--- Data to examine ---
=== Section Start ===
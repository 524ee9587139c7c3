//! Response extractors: one per raw payload format, all producing the
//! canonical `ChartResult`. Shared key normalization and failure-page
//! detection live here so the per-format extractors stay small.

pub mod html;
pub mod json;

pub use html::HtmlExtractor;
pub use json::ApiJsonExtractor;

use regex::Regex;

/// Property labels whose snake_case form differs from what the regex
/// default would produce, or that the site spells inconsistently.
const KEY_RENAMES: &[(&str, &str)] = &[
    ("inner authority", "authority"),
    ("energy type", "type"),
    ("aura type", "type"),
    ("not-self theme", "not_self_theme"),
    ("incarnation cross", "incarnation_cross"),
];

/// Normalize a scraped property label to lower_snake_case: fixed rename
/// table first, then a regex-based default.
pub(crate) fn normalize_key(raw: &str) -> String {
    let lowered = raw.trim().to_lowercase();
    for (from, to) in KEY_RENAMES {
        if lowered == *from {
            return (*to).to_string();
        }
    }

    match Regex::new(r"[^a-z0-9]+") {
        Ok(re) => re
            .replace_all(&lowered, "_")
            .trim_matches('_')
            .to_string(),
        Err(_) => lowered,
    }
}

/// Phrases in a page's visible text that mark a hard failure response.
const FAILURE_PHRASES: &[&str] = &[
    "something went wrong",
    "an error occurred",
    "an unexpected error",
    "page you requested could not be found",
    "temporarily unavailable",
    "service unavailable",
];

/// Returns the matched phrase when the visible text is a known failure
/// page. Matching is case-insensitive.
pub(crate) fn detect_failure_page(visible_text: &str) -> Option<&'static str> {
    let haystack = visible_text.to_lowercase();
    FAILURE_PHRASES
        .iter()
        .find(|phrase| haystack.contains(*phrase))
        .copied()
}
// Domain layer: core models and ports (interfaces). No I/O here.

pub mod model;
pub mod ports;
=== Section End ===
The full set of entries above should be given again exactly.

repository 524ee9587139c7c3
//! Response extractors: one per raw payload format, all producing the
//! canonical `ChartResult`. Shared key normalization and failure-page
//! detection live here so the per-format extractors stay small.

pub mod html;
pub mod json;

pub use html::HtmlExtractor;
pub use json::ApiJsonExtractor;

use regex::Regex;

/// Property labels whose snake_case form differs from what the regex
/// default would produce, or that the site spells inconsistently.
const KEY_RENAMES: &[(&str, &str)] = &[
    ("inner authority", "authority"),
    ("energy type", "type"),
    ("aura type", "type"),
    ("not-self theme", "not_self_theme"),
    ("incarnation cross", "incarnation_cross"),
];

/// Normalize a scraped property label to lower_snake_case: fixed rename
/// table first, then a regex-based default.
pub(crate) fn normalize_key(raw: &str) -> String {
    let lowered = raw.trim().to_lowercase();
    for (from, to) in KEY_RENAMES {
        if lowered == *from {
            return (*to).to_string();
        }
    }

    match Regex::new(r"[^a-z0-9]+") {
        Ok(re) => re
            .replace_all(&lowered, "_")
            .trim_matches('_')
            .to_string(),
        Err(_) => lowered,
    }
}

/// Phrases in a page's visible text that mark a hard failure response.
const FAILURE_PHRASES: &[&str] = &[
    "something went wrong",
    "an error occurred",
    "an unexpected error",
    "page you requested could not be found",
    "temporarily unavailable",
    "service unavailable",
];

/// Returns the matched phrase when the visible text is a known failure
/// page. Matching is case-insensitive.
pub(crate) fn detect_failure_page(visible_text: &str) -> Option<&'static str> {
    let haystack = visible_text.to_lowercase();
    FAILURE_PHRASES
        .iter()
        .find(|phrase| haystack.contains(*phrase))
        .copied()
}
// Domain layer: core models and ports (interfaces). No I/O here.

pub mod model;
pub mod ports;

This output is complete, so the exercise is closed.